▶ _Work item_
Identify each line below that contains the word "text", and copy it out.
== Data for this exercise ==
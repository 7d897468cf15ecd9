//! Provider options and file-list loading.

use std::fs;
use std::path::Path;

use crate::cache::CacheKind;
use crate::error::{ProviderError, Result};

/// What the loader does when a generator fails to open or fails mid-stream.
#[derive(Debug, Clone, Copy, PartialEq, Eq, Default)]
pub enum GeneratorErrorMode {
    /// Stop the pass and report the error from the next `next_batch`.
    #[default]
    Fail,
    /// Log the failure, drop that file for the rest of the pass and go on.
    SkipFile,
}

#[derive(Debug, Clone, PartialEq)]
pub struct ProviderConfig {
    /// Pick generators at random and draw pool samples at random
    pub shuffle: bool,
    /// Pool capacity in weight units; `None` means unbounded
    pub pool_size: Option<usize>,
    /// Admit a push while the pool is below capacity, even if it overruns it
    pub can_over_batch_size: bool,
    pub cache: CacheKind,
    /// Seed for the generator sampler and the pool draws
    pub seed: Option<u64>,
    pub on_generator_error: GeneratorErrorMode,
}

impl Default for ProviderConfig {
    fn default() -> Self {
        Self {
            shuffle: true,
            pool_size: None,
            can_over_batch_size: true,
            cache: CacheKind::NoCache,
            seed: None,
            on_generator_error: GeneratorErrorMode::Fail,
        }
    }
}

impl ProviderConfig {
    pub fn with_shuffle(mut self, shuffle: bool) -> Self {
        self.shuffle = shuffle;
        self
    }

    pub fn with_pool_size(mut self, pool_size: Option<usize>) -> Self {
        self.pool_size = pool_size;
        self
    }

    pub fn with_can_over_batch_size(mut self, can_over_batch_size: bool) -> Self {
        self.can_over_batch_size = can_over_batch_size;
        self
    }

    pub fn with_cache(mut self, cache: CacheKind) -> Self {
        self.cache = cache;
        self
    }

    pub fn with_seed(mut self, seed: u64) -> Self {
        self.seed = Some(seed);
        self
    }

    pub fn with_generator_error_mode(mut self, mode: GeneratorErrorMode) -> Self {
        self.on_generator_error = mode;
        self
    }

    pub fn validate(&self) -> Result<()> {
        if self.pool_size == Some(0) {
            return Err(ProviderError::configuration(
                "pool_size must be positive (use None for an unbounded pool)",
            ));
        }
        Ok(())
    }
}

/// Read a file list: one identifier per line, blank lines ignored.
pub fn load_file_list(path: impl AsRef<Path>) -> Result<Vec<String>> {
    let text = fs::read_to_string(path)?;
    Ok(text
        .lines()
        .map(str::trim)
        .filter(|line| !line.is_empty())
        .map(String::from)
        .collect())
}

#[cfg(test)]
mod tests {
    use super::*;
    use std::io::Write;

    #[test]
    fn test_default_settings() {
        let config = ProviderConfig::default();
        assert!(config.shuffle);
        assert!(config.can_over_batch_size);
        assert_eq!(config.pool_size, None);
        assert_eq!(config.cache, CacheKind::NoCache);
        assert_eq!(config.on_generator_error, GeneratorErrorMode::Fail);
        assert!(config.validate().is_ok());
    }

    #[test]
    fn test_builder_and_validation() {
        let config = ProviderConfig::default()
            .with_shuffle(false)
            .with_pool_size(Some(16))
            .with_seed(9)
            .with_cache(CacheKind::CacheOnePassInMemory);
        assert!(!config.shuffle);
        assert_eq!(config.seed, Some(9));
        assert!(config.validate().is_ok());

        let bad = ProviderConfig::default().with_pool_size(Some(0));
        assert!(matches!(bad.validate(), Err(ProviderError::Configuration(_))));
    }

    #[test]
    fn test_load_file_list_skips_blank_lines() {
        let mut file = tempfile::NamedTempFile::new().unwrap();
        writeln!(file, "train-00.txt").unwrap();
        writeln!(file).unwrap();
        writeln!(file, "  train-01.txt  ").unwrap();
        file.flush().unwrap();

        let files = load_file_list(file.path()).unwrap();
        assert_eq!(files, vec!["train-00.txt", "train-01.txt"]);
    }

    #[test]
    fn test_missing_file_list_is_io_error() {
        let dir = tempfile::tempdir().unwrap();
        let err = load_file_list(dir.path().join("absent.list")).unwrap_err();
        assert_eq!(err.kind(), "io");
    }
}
===
▶ _Problem solution_
    let text = fs::read_to_string(path)?;
    Ok(text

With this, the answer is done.